The reaction force when the hole is opened and the reaction force when the tap hole 10 is closed by the mud gun 23 are both caused by the reaction force caused by the metal fitting 27, the first shell 29, the second shell 32, etc. The receiver is received by the furnace body 1 by a mechanism.

After the taphole 10 is completely blocked, the mud gun 23 is returned to its original position, and the first shell 29 and the second shell 3 are closed.
2, the reaction force receiver is removed from the upper pin 28 and lower pin 28' of the metal fitting 27. Then, the base 11 is moved to a position away from the furnace body 1 and left on standby at that position.

As described above, according to the present invention, hot metal can be discharged from the furnace at the end of scouring without tilting the furnace body, thus allowing continuous operation.

[Effects of the Invention] As described above, according to the present invention, when iron ore is smelted and reduced in a pressurized smelting reduction furnace, during tapping,
There is no need to tilt the furnace body as in the past, and it becomes possible to tap iron through the tap hole provided at the bottom of the furnace body. Therefore, continuous refining becomes possible and refining efficiency improves. Furthermore, since the pressurized state in the furnace is not released during tapping, the pressure in the furnace can be kept almost constant. As described above, the present invention brings about many industrially useful effects.

[Brief explanation of drawings]

Fig. 1 is a schematic front view showing one embodiment of the present invention, Fig. 2 is a schematic front view showing one embodiment of the invention;
The figure is a schematic side view mainly showing the opening mechanism part in Figure 1, Figure 3 is a schematic plan view mainly showing the reaction force receiver mechanism part in Figure 1, and Figure 4 mainly shows the mud gun part in Figure 1. The enlarged schematic front view and FIG. 5 are a schematic vertical sectional view of the pressurized melting reduction furnace.

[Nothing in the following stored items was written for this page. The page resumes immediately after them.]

//! CSRF state generation, checking and bookkeeping for login flows.

use std::collections::HashMap;
use std::sync::{Arc, Mutex, MutexGuard};

use chrono::{DateTime, Duration, Utc};
use rand::Rng;
use url::Url;

use super::CallbackQuery;
use crate::error::{oauth_error, Error, OAuthErrorKind};

/// A login that has been redirected to a provider and not yet completed.
#[derive(Debug, Clone)]
pub struct PendingLogin {
    /// Provider the user was sent to.
    pub provider_name: String,
    /// Callback URI used for the redirect; token exchanges must repeat it.
    pub callback_uri: Url,
    /// When this state expires.
    pub expires_at: DateTime<Utc>,
}

/// Manager for issued `state` values with expiration.
///
/// Server-side counterpart of an anti-forgery cookie: a state is only accepted
/// once, for the provider it was issued for, before it expires.
#[derive(Clone)]
pub struct StateManager {
    states: Arc<Mutex<HashMap<String, PendingLogin>>>,
    ttl: Duration,
}

impl StateManager {
    /// Create a new state manager with default TTL of 10 minutes.
    pub fn new() -> Self {
        Self::with_ttl(Duration::minutes(10))
    }

    /// Create a new state manager with custom TTL.
    pub fn with_ttl(ttl: Duration) -> Self {
        Self {
            states: Arc::new(Mutex::new(HashMap::new())),
            ttl,
        }
    }

    /// Record a pending login under an already issued state.
    ///
    /// Expired entries are dropped first, so abandoned logins do not accumulate.
    ///
    /// # Arguments
    ///
    /// * `state` - State returned by the provider's redirect settings
    /// * `provider_name` - Provider the user is being sent to
    /// * `callback_uri` - Callback URI used for the redirect
    pub fn remember(&self, state: &str, provider_name: &str, callback_uri: &Url) {
        let now = Utc::now();
        let data = PendingLogin {
            provider_name: provider_name.to_string(),
            callback_uri: callback_uri.clone(),
            expires_at: now + self.ttl,
        };

        let mut states = self.lock();
        states.retain(|_, pending| pending.expires_at > now);
        states.insert(state.to_string(), data);
    }

    /// Validate and consume a state token.
    ///
    /// Removes the state from storage and returns the pending login if valid.
    ///
    /// # Returns
    ///
    /// `Some(PendingLogin)` if valid, `None` if unknown or expired.
    pub fn take(&self, state: &str) -> Option<PendingLogin> {
        let data = self.lock().remove(state)?;
        if Utc::now() > data.expires_at {
            return None;
        }
        Some(data)
    }

    /// Clean up expired states.
    ///
    /// [`remember`](Self::remember) already does this on every insert.
    pub fn cleanup_expired(&self) {
        let now = Utc::now();
        self.lock().retain(|_, data| data.expires_at > now);
    }

    pub fn len(&self) -> usize {
        self.lock().len()
    }

    pub fn is_empty(&self) -> bool {
        self.len() == 0
    }

    // The map is never left half-updated, so a poisoned lock is still usable.
    fn lock(&self) -> MutexGuard<'_, HashMap<String, PendingLogin>> {
        self.states.lock().unwrap_or_else(|poisoned| poisoned.into_inner())
    }
}

impl Default for StateManager {
    fn default() -> Self {
        Self::new()
    }
}

/// Generate a cryptographically random state token.
pub fn generate_state() -> String {
    let random_bytes: [u8; 32] = rand::thread_rng().gen();
    hex::encode(random_bytes)
}

/// Check the callback's `state` against the one issued at redirect time.
///
/// Fails when the callback has no `state`, when none was issued, or when they differ.
pub fn verify_state(query: &CallbackQuery, expected_state: &str) -> Result<(), Error> {
    let received = query.get("state").filter(|s| !s.is_empty()).ok_or_else(|| {
        oauth_error(
            OAuthErrorKind::InvalidState,
            "No state parameter was returned by the provider",
        )
    })?;

    if expected_state.is_empty() {
        return Err(oauth_error(
            OAuthErrorKind::InvalidState,
            "No state was issued for this login",
        ));
    }

    if received != expected_state {
        return Err(oauth_error(
            OAuthErrorKind::InvalidState,
            "The returned state does not match the issued state",
        ));
    }

    Ok(())
}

In the drawing, 1
...Furnace body, 2...Lance, 3...Gas inlet, 4...Hood, 5.6...Chute,
7... Iron bath, 8... Slag, 9...
Discharge port, 10... Tapping port, 11... Base. 12... Hanging bracket, 13... Rail, 14...
...Opening mechanism, 15...First truck, 16...
Wheels, 17... Connecting fittings, 18... Guide rails, 19... Second bogie. 20... Drilling rod, 21... Motor, 22...
...Horizontal shaft, 23...Mud gun, 24...Supporting metal fittings, 25...Bracket, 26...First hydraulic cylinder, 27...Reaction force receiver is metal fitting, 28.28'... Pin, 29...first shell, 30...second hydraulic cylinder, 31...horizontal axis, 32...second shell. 33... Bracket, 34... Third hydraulic cylinder,
35... Cylinder for mud gun.

Claims (1)

[Claims] 1. A base movable toward the taphole provided at the lower part of the side wall of the smelting reduction furnace, a guide rail provided horizontally at the lower part of the base toward the taphole, and the guide rail. To,
an opening mechanism consisting of a drilling rod that is supported horizontally and is rotatable about its axis for opening the tap hole; and an opening mechanism provided at the end of the base on the smelting reduction furnace side. a closing mechanism consisting of a mud gun for closing the tap hole, which is rotatably provided on the horizontal shaft of the tap hole through a support fitting toward the tap hole; and the tap hole of the smelting reduction furnace. A reaction force consisting of a first hacker provided at the end of the base and a second hacker provided at the end of the guide rail, which can be locked to a reaction force receiving metal fitting provided on the upper side wall. 1. A taphole opening and closing device for a smelting reduction furnace, comprising a receiving mechanism.